### Extracted records
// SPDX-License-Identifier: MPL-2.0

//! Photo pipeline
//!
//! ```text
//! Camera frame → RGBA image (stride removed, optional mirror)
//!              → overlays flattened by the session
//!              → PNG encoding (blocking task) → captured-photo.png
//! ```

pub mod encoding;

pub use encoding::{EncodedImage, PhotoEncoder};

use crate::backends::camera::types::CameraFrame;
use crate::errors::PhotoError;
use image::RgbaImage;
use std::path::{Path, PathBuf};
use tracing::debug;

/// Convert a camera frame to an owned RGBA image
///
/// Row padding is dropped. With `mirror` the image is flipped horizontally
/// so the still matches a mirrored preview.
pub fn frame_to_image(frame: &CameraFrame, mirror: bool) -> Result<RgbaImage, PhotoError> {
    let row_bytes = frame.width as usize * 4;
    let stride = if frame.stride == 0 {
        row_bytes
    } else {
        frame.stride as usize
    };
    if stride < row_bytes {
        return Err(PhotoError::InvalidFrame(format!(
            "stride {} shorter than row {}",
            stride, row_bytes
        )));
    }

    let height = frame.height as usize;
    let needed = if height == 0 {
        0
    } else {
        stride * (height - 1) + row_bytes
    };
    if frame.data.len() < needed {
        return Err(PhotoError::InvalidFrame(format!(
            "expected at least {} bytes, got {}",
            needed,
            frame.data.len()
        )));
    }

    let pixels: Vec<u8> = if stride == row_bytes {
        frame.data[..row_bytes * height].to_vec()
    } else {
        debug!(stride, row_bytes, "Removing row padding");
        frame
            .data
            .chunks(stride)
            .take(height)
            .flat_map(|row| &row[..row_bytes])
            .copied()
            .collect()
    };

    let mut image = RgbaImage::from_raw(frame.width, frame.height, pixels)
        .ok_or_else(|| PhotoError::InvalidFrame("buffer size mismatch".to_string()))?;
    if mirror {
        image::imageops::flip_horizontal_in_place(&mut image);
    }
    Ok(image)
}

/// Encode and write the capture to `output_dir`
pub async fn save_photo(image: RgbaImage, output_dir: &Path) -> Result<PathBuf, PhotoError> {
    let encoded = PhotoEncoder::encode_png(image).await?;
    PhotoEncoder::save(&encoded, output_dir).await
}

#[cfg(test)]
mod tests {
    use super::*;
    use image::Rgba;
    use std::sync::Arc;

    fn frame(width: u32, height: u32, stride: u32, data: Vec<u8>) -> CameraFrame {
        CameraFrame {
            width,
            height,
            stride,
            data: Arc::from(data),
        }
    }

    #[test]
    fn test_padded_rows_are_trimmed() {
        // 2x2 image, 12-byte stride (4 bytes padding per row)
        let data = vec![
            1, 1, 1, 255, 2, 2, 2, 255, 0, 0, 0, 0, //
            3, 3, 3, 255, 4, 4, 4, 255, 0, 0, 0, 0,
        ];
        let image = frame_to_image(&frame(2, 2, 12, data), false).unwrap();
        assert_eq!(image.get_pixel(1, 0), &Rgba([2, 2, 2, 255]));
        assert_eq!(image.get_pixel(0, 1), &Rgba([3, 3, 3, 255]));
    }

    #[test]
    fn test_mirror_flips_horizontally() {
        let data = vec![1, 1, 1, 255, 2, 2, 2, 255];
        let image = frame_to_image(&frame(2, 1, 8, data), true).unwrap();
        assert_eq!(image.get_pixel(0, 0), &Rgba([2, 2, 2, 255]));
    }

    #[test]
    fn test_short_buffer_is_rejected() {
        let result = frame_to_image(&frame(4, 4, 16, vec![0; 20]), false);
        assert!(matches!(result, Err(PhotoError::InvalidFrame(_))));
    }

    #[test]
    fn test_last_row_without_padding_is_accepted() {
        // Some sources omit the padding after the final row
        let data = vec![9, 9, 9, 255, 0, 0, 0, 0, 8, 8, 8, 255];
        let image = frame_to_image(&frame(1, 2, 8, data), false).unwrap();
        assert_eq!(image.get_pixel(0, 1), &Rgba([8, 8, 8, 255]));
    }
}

---

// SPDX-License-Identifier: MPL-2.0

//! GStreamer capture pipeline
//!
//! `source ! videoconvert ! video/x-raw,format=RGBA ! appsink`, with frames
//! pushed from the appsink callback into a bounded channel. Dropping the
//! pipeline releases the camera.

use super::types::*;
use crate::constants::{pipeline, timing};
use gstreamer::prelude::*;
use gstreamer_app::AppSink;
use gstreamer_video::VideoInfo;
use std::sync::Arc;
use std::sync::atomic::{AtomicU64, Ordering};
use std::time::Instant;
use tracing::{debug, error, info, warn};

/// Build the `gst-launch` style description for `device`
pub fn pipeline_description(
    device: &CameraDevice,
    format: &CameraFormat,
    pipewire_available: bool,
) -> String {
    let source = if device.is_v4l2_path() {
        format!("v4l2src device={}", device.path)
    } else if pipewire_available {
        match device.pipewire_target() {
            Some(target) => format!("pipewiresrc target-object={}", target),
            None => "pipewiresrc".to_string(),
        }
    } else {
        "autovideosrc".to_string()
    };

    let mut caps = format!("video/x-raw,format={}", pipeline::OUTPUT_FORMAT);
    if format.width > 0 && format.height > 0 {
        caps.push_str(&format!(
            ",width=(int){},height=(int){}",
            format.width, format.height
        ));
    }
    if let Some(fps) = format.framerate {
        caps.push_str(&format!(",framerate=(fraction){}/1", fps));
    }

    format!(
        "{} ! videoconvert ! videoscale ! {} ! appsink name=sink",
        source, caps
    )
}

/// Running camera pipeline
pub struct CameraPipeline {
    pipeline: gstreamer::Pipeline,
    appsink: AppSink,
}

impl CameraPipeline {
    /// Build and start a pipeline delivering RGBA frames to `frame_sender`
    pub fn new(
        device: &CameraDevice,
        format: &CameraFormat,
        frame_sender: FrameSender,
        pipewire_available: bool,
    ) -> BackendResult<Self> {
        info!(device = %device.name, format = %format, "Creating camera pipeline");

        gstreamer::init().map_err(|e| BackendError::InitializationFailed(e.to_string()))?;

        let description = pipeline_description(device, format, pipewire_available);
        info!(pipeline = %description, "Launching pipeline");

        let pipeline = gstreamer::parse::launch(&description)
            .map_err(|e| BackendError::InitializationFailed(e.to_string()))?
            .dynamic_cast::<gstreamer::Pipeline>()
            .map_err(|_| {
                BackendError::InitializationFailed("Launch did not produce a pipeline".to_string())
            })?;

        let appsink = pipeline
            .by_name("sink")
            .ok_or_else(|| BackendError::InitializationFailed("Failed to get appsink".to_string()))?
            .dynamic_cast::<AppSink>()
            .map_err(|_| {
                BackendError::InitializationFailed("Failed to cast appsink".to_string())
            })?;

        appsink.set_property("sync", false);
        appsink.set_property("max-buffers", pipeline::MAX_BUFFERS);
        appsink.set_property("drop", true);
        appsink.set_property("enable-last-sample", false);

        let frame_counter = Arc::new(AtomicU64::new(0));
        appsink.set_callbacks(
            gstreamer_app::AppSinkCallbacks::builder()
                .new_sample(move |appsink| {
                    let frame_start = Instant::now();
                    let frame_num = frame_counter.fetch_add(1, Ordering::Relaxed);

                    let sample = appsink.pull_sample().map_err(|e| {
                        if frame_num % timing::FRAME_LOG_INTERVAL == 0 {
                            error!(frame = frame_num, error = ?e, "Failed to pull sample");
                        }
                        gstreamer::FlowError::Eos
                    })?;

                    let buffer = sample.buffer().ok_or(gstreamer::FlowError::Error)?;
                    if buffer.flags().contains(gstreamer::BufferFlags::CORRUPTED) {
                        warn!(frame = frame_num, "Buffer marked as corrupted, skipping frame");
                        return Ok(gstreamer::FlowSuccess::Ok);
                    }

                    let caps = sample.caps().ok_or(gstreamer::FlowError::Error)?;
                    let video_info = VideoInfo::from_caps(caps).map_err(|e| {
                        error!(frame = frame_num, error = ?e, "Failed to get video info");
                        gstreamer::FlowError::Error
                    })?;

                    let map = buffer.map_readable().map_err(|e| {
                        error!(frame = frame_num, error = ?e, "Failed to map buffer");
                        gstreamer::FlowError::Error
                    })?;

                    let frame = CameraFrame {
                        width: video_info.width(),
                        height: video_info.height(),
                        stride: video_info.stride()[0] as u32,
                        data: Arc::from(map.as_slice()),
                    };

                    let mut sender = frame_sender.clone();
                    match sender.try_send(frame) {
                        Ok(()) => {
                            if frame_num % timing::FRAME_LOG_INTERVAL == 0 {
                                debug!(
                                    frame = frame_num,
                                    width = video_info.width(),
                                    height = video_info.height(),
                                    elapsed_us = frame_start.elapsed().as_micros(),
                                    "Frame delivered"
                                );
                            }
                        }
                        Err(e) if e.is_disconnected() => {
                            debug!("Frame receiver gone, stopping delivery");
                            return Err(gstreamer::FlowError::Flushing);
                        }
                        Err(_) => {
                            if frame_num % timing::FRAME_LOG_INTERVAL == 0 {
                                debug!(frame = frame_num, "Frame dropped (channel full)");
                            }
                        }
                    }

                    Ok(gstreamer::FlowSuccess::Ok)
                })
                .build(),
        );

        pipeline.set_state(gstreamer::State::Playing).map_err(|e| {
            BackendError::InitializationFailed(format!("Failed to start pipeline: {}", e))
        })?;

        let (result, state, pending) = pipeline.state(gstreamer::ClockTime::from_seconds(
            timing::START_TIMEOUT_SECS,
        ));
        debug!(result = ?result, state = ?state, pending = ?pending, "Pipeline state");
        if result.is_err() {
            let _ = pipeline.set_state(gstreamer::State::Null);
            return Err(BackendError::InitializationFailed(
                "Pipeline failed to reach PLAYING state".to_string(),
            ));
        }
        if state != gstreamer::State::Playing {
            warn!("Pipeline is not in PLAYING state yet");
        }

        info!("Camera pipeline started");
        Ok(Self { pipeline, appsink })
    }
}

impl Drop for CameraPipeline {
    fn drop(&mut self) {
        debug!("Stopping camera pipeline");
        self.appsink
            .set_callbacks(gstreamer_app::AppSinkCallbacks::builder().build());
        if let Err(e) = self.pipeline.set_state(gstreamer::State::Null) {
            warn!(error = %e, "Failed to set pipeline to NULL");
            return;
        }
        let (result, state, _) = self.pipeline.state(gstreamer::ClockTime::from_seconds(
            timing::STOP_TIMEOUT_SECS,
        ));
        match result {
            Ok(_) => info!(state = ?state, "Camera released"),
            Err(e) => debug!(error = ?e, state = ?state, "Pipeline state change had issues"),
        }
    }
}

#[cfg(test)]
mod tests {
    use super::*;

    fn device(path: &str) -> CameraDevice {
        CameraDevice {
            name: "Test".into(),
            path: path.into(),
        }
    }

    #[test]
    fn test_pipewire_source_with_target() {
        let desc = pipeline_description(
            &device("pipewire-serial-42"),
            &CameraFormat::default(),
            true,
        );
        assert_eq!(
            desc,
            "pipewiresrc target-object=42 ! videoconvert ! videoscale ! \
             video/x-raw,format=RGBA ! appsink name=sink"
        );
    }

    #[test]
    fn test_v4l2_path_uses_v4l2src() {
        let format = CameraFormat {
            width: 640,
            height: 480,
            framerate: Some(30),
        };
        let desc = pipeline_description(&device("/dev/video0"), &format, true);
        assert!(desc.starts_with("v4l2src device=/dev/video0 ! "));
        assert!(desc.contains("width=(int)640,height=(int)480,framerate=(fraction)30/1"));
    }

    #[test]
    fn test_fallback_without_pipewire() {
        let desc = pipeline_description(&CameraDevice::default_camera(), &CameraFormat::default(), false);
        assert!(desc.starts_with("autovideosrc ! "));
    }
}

### What the exercise asks
Each line in the listing above that includes the word "fraction" needs to be copied out.

### Output of the exercise
        caps.push_str(&format!(",framerate=(fraction){}/1", fps));
        assert!(desc.contains("width=(int)640,height=(int)480,framerate=(fraction)30/1"));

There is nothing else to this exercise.